*To do:* Write out exactly the lines below that run from the one containing "#[derive(Debug, Clone, Serialize, Deserialize)]" through the one containing "impl Default for", both included, with no other lines.

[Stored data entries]

+++

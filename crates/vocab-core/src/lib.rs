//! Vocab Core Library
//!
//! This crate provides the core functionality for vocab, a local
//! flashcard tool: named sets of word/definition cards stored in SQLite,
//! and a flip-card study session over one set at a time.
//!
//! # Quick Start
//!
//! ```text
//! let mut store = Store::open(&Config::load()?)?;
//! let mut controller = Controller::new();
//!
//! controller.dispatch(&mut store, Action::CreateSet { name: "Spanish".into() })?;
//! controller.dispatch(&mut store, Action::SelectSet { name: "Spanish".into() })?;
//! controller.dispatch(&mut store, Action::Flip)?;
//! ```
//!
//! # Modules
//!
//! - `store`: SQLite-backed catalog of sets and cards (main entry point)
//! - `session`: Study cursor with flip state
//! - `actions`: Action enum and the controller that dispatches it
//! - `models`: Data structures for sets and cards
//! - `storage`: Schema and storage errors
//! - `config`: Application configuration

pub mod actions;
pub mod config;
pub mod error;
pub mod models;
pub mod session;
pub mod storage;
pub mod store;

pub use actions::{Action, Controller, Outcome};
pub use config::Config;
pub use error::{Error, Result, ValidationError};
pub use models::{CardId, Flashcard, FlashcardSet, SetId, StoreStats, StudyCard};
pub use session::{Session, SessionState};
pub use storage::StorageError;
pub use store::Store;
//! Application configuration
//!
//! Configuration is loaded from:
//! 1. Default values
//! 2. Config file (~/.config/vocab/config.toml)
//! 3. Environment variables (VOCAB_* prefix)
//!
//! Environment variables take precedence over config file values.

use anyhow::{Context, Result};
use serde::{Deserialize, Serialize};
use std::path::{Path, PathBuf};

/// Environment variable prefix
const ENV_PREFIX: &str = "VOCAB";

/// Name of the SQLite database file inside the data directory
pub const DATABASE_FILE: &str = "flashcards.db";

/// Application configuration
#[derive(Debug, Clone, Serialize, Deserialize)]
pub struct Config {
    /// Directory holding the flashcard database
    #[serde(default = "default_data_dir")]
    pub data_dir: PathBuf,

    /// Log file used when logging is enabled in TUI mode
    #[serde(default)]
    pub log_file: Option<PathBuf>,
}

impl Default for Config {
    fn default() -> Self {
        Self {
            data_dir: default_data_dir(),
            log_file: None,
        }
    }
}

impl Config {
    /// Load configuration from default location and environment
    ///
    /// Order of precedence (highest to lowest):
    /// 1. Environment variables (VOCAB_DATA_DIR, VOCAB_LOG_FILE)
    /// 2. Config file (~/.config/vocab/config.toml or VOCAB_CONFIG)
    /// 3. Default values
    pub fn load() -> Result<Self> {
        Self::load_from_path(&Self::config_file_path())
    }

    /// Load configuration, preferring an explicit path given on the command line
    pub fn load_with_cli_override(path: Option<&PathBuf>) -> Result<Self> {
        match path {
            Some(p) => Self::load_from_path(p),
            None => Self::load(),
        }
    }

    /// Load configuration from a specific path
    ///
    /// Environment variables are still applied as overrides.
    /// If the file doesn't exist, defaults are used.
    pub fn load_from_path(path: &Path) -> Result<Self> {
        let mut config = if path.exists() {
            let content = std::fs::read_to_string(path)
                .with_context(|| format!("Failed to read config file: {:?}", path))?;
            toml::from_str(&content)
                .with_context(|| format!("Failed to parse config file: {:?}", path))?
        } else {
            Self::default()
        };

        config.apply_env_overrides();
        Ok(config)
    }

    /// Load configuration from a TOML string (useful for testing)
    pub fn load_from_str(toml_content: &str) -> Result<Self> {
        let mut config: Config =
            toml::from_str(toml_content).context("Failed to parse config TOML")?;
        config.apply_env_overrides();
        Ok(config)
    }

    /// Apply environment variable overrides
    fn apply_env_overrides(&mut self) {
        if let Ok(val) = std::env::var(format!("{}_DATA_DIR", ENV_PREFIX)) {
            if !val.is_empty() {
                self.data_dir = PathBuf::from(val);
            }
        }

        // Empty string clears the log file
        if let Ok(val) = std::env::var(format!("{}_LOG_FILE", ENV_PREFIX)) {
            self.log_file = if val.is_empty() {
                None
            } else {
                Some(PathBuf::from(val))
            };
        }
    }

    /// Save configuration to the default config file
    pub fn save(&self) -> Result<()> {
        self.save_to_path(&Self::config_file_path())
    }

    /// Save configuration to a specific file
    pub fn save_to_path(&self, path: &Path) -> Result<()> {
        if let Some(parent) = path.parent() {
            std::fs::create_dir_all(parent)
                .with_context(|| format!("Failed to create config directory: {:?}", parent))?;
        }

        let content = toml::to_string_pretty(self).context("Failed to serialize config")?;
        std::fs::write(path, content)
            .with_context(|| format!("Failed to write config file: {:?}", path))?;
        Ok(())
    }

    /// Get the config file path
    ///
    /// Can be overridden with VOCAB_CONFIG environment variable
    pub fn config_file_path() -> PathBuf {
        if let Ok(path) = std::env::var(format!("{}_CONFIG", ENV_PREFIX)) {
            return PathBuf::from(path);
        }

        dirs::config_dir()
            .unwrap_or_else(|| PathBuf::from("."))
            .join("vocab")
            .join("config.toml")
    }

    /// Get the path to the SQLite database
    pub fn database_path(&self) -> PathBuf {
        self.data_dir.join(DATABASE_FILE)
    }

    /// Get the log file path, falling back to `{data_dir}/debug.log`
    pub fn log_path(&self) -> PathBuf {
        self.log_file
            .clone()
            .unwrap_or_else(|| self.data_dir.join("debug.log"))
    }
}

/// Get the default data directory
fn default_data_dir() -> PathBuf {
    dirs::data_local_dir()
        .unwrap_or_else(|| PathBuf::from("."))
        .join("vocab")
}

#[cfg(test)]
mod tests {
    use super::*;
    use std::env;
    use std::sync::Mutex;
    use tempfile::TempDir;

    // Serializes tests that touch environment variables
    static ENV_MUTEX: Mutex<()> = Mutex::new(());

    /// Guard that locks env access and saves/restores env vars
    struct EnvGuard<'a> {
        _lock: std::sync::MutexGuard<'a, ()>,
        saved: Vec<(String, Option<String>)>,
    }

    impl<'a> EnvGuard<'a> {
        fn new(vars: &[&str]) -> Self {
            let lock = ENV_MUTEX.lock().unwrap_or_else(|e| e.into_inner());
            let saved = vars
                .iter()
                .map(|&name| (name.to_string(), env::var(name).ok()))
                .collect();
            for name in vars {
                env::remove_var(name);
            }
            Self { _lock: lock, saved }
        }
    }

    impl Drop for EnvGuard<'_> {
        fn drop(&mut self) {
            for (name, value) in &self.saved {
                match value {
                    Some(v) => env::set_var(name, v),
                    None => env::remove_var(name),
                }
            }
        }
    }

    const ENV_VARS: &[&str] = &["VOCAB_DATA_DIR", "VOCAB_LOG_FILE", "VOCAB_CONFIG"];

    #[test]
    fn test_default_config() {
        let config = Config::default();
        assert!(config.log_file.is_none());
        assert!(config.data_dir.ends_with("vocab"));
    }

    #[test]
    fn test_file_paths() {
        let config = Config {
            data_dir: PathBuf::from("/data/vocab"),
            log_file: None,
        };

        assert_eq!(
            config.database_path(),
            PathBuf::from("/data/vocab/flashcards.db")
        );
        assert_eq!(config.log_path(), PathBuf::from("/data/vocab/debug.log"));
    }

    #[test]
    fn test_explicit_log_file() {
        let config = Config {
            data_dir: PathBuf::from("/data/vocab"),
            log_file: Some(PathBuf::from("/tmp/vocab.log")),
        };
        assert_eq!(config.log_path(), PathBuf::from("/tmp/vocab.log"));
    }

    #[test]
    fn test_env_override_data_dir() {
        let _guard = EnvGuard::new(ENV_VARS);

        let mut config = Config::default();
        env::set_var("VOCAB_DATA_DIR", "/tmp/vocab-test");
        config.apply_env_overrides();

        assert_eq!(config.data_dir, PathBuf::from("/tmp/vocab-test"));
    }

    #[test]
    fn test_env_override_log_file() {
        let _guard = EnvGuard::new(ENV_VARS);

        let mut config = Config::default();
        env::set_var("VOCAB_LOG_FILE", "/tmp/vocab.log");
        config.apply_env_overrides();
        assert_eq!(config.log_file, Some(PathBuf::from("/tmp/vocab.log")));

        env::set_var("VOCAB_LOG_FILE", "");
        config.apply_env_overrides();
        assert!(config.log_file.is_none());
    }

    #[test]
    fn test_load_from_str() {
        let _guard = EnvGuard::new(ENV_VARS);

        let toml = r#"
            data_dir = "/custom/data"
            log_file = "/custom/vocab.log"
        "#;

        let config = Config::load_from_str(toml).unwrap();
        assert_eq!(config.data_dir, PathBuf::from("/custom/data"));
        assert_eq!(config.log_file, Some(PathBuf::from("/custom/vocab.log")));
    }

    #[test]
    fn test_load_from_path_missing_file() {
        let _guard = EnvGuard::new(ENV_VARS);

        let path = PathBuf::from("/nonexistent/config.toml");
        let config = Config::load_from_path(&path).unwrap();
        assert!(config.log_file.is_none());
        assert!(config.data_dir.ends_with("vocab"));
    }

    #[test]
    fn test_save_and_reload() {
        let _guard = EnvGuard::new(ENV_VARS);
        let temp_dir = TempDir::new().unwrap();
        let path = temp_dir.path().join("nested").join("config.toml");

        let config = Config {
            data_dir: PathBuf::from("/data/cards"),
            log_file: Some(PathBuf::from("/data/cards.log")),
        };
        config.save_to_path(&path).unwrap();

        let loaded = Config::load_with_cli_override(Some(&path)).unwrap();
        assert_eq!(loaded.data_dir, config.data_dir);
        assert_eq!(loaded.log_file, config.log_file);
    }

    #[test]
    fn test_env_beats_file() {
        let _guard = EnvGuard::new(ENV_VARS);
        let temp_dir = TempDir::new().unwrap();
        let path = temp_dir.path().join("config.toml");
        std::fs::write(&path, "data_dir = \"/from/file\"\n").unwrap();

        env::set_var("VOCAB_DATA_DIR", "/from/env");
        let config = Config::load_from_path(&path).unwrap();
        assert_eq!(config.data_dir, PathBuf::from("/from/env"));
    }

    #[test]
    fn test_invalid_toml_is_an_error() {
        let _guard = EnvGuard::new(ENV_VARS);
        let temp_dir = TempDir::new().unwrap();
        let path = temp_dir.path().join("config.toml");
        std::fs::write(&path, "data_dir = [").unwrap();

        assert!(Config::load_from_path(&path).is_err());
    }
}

+++

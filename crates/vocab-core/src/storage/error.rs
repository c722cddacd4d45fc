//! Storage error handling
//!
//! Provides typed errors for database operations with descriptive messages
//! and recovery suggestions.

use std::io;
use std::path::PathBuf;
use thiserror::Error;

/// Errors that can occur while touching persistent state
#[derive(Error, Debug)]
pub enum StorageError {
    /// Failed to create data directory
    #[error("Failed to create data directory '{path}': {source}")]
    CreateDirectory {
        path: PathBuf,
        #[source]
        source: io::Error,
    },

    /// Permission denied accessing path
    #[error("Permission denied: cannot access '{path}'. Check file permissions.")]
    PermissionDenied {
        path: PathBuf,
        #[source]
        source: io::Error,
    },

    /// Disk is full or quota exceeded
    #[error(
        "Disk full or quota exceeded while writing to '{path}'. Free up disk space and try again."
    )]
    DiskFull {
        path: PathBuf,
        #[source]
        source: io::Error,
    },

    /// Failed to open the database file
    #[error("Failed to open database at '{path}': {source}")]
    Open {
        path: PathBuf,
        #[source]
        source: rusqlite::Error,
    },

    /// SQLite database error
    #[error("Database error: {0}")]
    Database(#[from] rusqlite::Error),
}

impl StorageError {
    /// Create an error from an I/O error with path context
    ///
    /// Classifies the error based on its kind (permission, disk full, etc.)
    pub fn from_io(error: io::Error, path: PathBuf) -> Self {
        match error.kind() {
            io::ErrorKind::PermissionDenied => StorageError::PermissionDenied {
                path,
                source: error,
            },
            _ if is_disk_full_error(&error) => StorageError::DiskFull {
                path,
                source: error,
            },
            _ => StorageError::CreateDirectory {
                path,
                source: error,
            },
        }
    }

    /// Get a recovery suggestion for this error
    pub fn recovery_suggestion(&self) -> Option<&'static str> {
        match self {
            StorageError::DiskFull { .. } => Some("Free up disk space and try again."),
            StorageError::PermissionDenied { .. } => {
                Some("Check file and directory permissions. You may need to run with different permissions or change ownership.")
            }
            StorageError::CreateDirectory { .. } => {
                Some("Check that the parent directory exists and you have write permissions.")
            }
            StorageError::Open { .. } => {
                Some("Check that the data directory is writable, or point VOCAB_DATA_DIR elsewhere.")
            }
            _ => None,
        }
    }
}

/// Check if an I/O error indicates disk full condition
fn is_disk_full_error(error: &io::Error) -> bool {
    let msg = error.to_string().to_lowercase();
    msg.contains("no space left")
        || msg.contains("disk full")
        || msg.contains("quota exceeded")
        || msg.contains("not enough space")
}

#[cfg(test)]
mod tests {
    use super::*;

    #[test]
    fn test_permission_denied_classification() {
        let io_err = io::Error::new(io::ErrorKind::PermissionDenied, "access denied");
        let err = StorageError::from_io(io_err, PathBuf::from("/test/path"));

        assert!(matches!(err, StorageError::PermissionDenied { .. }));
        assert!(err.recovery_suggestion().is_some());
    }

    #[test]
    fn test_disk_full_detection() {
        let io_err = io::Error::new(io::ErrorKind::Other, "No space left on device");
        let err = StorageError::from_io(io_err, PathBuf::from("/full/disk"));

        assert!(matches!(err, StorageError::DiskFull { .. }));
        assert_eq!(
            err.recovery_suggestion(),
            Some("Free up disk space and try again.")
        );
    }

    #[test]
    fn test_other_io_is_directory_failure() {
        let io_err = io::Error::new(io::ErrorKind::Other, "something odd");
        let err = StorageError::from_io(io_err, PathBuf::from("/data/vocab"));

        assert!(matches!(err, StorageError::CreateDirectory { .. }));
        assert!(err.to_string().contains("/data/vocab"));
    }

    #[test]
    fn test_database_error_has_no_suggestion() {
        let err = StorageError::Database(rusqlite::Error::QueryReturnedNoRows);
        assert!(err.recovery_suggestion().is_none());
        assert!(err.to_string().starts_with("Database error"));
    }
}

+++

*Answer space:*
#[derive(Debug, Clone, Serialize, Deserialize)]
pub struct Config {
    /// Directory holding the flashcard database
    #[serde(default = "default_data_dir")]
    pub data_dir: PathBuf,

    /// Log file used when logging is enabled in TUI mode
    #[serde(default)]
    pub log_file: Option<PathBuf>,
}

impl Default for Config {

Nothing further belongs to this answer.